Conclusion: Primary Consideration B
I am satisfied that it would be in the best interests of Child A and, to a lesser extent, Child B for there to be at least the potential for the Applicant to make a positive contribution in each of their lives, and that his physical presence in Australia would create potential for that. Based on this potential, I allocate a limited measure of weight in the Applicant’s favour in relation to Primary Consideration B.
PRIMARY CONSIDERATION C – THE EXPECTATIONS OF THE AUSTRALIAN COMMUNITY
The relevant paragraphs in the Direction
In making the assessment for weight to be allocated to Primary Consideration C, paragraph 13.3(1) of the Direction provides that I should consider whether the Applicant has breached, or whether there is an unacceptable risk that he would breach, the trust of the Australian community. Moreover, I should proceed on the basis that the Australian community expects that the Australian government can and should cancel a person’s visa if they commit serious crimes. Non-revocation may be appropriate simply because the nature of the character concerns or offences are such that the Australian community would expect that the person should not hold a visa. I must have due regard to the Government’s views in this respect and any overarching principles in the Direction.
The concept of community expectations is not a matter to be measured as though it is a provable fact. It is an assessment of community values made on behalf of the community. It is not for the Tribunal to determine for itself the expectations of the Australian community by reference to an Applicant’s circumstances or evidence about those expectations. The Government’s views in relation to community expectations are to be found in the Direction.[37]
[37] Uelese v Minister for Immigration and Border Protection [2016] FCA 348; Afu v Minister for Home Affairs [2018] FCA 1311; YNQY v Minister for Immigration and Border Protection [2017] FCA 1466 and FYBR v Minister for Home Affairs [2019] FCA 500.
This approach was confirmed recently by the Full Court of the Federal Court in FYBR v Minister for Home Affairs [2019] FCAFC 185 (“FYBR”). In FYBR the Full Court also established that the principles in paragraph 6.3 of the Direction can inform the weight to be attributed to the expectations of the Australian community. The attribution of weight to this consideration is a matter for the relevant decision-maker.

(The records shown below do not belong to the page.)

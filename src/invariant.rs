// Copyright 2026 Hypermesh Foundation. All rights reserved.
// Ecology Engine - Orbit Invariant
//
// The undamped Lotka-Volterra system conserves
//
//   V(X, Y) = delta*X - gamma*ln(X) + beta*Y - alpha*ln(Y)
//
// along every trajectory. Within one control interval the coefficients are
// frozen, so any change of V across the live advance is integration error.
// The monitor accumulates that drift and raises an alarm past a tolerance.

use serde::{Deserialize, Serialize};

use crate::types::{ModelParams, PopulationState};

/// First integral of the system, undefined on the axes.
pub fn first_integral(state: &PopulationState, p: &ModelParams) -> Option<f64> {
    if state.x <= 0.0 || state.y <= 0.0 {
        return None;
    }
    let v = p.delta * state.x - p.gamma * state.x.ln() + p.beta * state.y - p.alpha * state.y.ln();
    v.is_finite().then_some(v)
}

/// Outcome of one drift check.
#[derive(Debug, Clone, Copy, PartialEq, Serialize, Deserialize)]
pub struct InvariantCheck {
    /// Relative drift of V across the interval; `None` when V is undefined.
    pub drift: Option<f64>,
    pub cumulative: f64,
    pub alarm: bool,
}

/// Tracks cumulative relative drift of the first integral.
#[derive(Debug, Clone, Serialize, Deserialize)]
pub struct OrbitInvariant {
    cumulative_drift: f64,
    max_step_drift: f64,
    samples: u64,
    tolerance: f64,
    alarm: bool,
}

const DEFAULT_TOLERANCE: f64 = 1e-3;

impl Default for OrbitInvariant {
    fn default() -> Self {
        Self::new(DEFAULT_TOLERANCE)
    }
}

impl OrbitInvariant {
    pub fn new(tolerance: f64) -> Self {
        Self {
            cumulative_drift: 0.0,
            max_step_drift: 0.0,
            samples: 0,
            tolerance,
            alarm: false,
        }
    }

    /// Record the drift of V between `before` and `after` under `params`.
    pub fn record(
        &mut self,
        before: &PopulationState,
        after: &PopulationState,
        params: &ModelParams,
    ) -> InvariantCheck {
        let drift = match (first_integral(before, params), first_integral(after, params)) {
            (Some(v0), Some(v1)) => {
                let scale = v0.abs().max(f64::EPSILON);
                Some((v1 - v0).abs() / scale)
            }
            _ => None,
        };

        if let Some(d) = drift {
            self.samples += 1;
            self.cumulative_drift += d;
            self.max_step_drift = self.max_step_drift.max(d);
            if !self.alarm && self.cumulative_drift > self.tolerance {
                self.alarm = true;
                tracing::warn!(
                    cumulative = self.cumulative_drift,
                    tolerance = self.tolerance,
                    "orbit invariant drift exceeded tolerance"
                );
            }
        }

        InvariantCheck { drift, cumulative: self.cumulative_drift, alarm: self.alarm }
    }

    pub fn cumulative_drift(&self) -> f64 {
        self.cumulative_drift
    }

    pub fn max_step_drift(&self) -> f64 {
        self.max_step_drift
    }

    pub fn samples(&self) -> u64 {
        self.samples
    }

    pub fn is_alarmed(&self) -> bool {
        self.alarm
    }

    /// Clear accumulated drift, e.g. after a governance change of coefficients.
    pub fn reset(&mut self) {
        self.cumulative_drift = 0.0;
        self.max_step_drift = 0.0;
        self.samples = 0;
        self.alarm = false;
    }
}

// ─── Tests ──────────────────────────────────────────────────────────────────
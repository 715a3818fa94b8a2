// Copyright 2026 Hypermesh Foundation. All rights reserved.
// Ecology Engine - Actuation Mapper
//
// Maps unbounded controller output onto admissible coefficients:
//   emission(u)   = alpha_max * sigmoid(u)            in (0, alpha_max)
//   conversion(u) = delta_base + delta_range * tanh(u) in (delta_base -/+ delta_range)
// Both are smooth and saturate with vanishing slope.

use serde::{Deserialize, Serialize};

use crate::types::{ControlSignal, ControlledParams};

/// Inputs beyond this magnitude are pinned before the squashing function so
/// the f64 result stays strictly inside the open range.
const SIGMOID_SATURATION: f64 = 30.0;
const TANH_SATURATION: f64 = 15.0;

/// Logistic function, evaluated without overflow for either sign.
pub fn sigmoid(x: f64) -> f64 {
    let x = x.clamp(-SIGMOID_SATURATION, SIGMOID_SATURATION);
    if x >= 0.0 {
        1.0 / (1.0 + (-x).exp())
    } else {
        let e = x.exp();
        e / (1.0 + e)
    }
}

#[derive(Debug, Clone, Copy, PartialEq, Serialize, Deserialize)]
#[serde(default)]
pub struct ActuationMapper {
    pub alpha_max: f64,
    pub delta_base: f64,
    pub delta_range: f64,
}

impl Default for ActuationMapper {
    fn default() -> Self {
        Self { alpha_max: 0.2, delta_base: 0.01, delta_range: 0.005 }
    }
}

impl ActuationMapper {
    pub fn new(alpha_max: f64, delta_base: f64, delta_range: f64) -> Self {
        Self { alpha_max, delta_base, delta_range }
    }

    /// Creation rate for raw signal `u_alpha`.
    pub fn emission(&self, u_alpha: f64) -> f64 {
        self.alpha_max * sigmoid(u_alpha)
    }

    /// Conversion efficiency for raw signal `u_delta`.
    pub fn conversion(&self, u_delta: f64) -> f64 {
        let u = u_delta.clamp(-TANH_SATURATION, TANH_SATURATION);
        self.delta_base + self.delta_range * u.tanh()
    }

    /// Slope of `emission`; zero where the input is pinned.
    pub fn emission_derivative(&self, u_alpha: f64) -> f64 {
        if !(u_alpha.abs() <= SIGMOID_SATURATION) {
            return 0.0;
        }
        let s = sigmoid(u_alpha);
        self.alpha_max * s * (1.0 - s)
    }

    /// Slope of `conversion`; zero where the input is pinned.
    pub fn conversion_derivative(&self, u_delta: f64) -> f64 {
        if !(u_delta.abs() <= TANH_SATURATION) {
            return 0.0;
        }
        let th = u_delta.tanh();
        self.delta_range * (1.0 - th * th)
    }

    pub fn actuate(&self, signal: &ControlSignal) -> ControlledParams {
        ControlledParams {
            alpha: self.emission(signal.u_alpha),
            delta: self.conversion(signal.u_delta),
        }
    }

    /// Open interval covered by `conversion`.
    pub fn delta_band(&self) -> (f64, f64) {
        (self.delta_base - self.delta_range, self.delta_base + self.delta_range)
    }

    /// Whether `params` lie strictly inside the admissible ranges.
    pub fn admits(&self, params: &ControlledParams) -> bool {
        let (lo, hi) = self.delta_band();
        params.alpha > 0.0 && params.alpha < self.alpha_max && params.delta > lo && params.delta < hi
    }
}

// ─── Tests ──────────────────────────────────────────────────────────────────

#[cfg(test)]
mod tests {
    use super::*;

    const INPUTS: [f64; 11] = [-1e300, -745.0, -40.0, -3.0, -0.5, 0.0, 0.5, 3.0, 40.0, 745.0, 1e300];

    #[test]
    fn emission_stays_in_open_range() {
        let m = ActuationMapper::default();
        for &u in &INPUTS {
            let a = m.emission(u);
            assert!(a > 0.0 && a < m.alpha_max, "emission({u}) = {a}");
        }
        assert!((m.emission(0.0) - m.alpha_max / 2.0).abs() < 1e-15);
    }

    #[test]
    fn conversion_stays_in_open_band() {
        let m = ActuationMapper::default();
        let (lo, hi) = m.delta_band();
        for &u in &INPUTS {
            let d = m.conversion(u);
            assert!(d > lo && d < hi, "conversion({u}) = {d}");
        }
        assert_eq!(m.conversion(0.0), m.delta_base);
    }

    #[test]
    fn conversion_is_odd_about_base() {
        let m = ActuationMapper::default();
        for &u in &[0.1, 0.7, 2.0, 5.0] {
            let up = m.conversion(u) - m.delta_base;
            let down = m.conversion(-u) - m.delta_base;
            assert!((up + down).abs() < 1e-15);
        }
    }

    #[test]
    fn mappings_are_monotone() {
        let m = ActuationMapper::default();
        let mut prev = (m.emission(-10.0), m.conversion(-10.0));
        for i in -99..=100 {
            let u = i as f64 * 0.1;
            let cur = (m.emission(u), m.conversion(u));
            assert!(cur.0 > prev.0);
            assert!(cur.1 >= prev.1);
            prev = cur;
        }
    }

    #[test]
    fn derivatives_match_finite_differences_and_vanish_at_extremes() {
        let m = ActuationMapper::default();
        let h = 1e-6;
        for &u in &[-2.0, -0.3, 0.0, 0.8, 2.5] {
            let fd_a = (m.emission(u + h) - m.emission(u - h)) / (2.0 * h);
            let fd_d = (m.conversion(u + h) - m.conversion(u - h)) / (2.0 * h);
            assert!((fd_a - m.emission_derivative(u)).abs() < 1e-8);
            assert!((fd_d - m.conversion_derivative(u)).abs() < 1e-8);
        }
        assert!(m.emission_derivative(50.0) < 1e-12);
        assert!(m.conversion_derivative(-50.0) < 1e-12);
    }

    #[test]
    fn derivatives_are_zero_where_mappings_are_flat() {
        let m = ActuationMapper::default();
        for &u in &[30.5, 100.0, 1e300, f64::INFINITY] {
            assert_eq!(m.emission(u), m.emission(u + 1.0));
            assert_eq!(m.emission_derivative(u), 0.0);
            assert_eq!(m.emission_derivative(-u), 0.0);
        }
        for &u in &[15.5, 40.0, 1e300, f64::INFINITY] {
            assert_eq!(m.conversion(-u), m.conversion(-u - 1.0));
            assert_eq!(m.conversion_derivative(u), 0.0);
            assert_eq!(m.conversion_derivative(-u), 0.0);
        }
        assert!(m.emission_derivative(29.0) > 0.0);
        assert!(m.conversion_derivative(-14.0) >= 0.0);
        assert_eq!(m.emission_derivative(f64::NAN), 0.0);
    }

    #[test]
    fn admits_only_interior_coefficients() {
        let m = ActuationMapper::default();
        assert!(m.admits(&m.actuate(&ControlSignal::new(1.25, -0.4))));
        assert!(!m.admits(&ControlledParams { alpha: 5.0, delta: 0.01 }));
        assert!(!m.admits(&ControlledParams { alpha: 0.1, delta: m.delta_band().1 }));
    }
}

Analysis – Allocation of Weight to this Primary Consideration C
In assessing the weight attributable to Primary Consideration C, it is necessary to have regard to the following matters:
·the Applicant moved to Australia when he was 14 years old and he is now 49. He has spent nearly three quarters of his life here;
·he committed his first offence approximately three years after moving to Australia;
·he has committed numerous violent offences including domestic violence and armed robbery, property offences, dishonesty offences, minor drug offences and offences that tend to frustrate the administration of justice;
·his offending is serious in nature;
·intervention by the police and the courts, and warnings about his visa status, has failed on previous occasions to deter him from offending, indicating a lack of respect for the laws that govern the community that he wishes to re-enter;
·there is a moderate to high risk that if he is returned to the wider Australian community he will re-offend and that such re-offending will pose a risk of serious harm to individuals and the community;
·if he is deported it would negatively impact Child A and Child B in the manner mentioned above, some of his adult children (described below) and may adversely impact members of the Applicant’s family who are in Australia including his sister who provided a letter of support, and Ms Mala and Ms Cochrane; and
·he has held employment and done some voluntary work in the community.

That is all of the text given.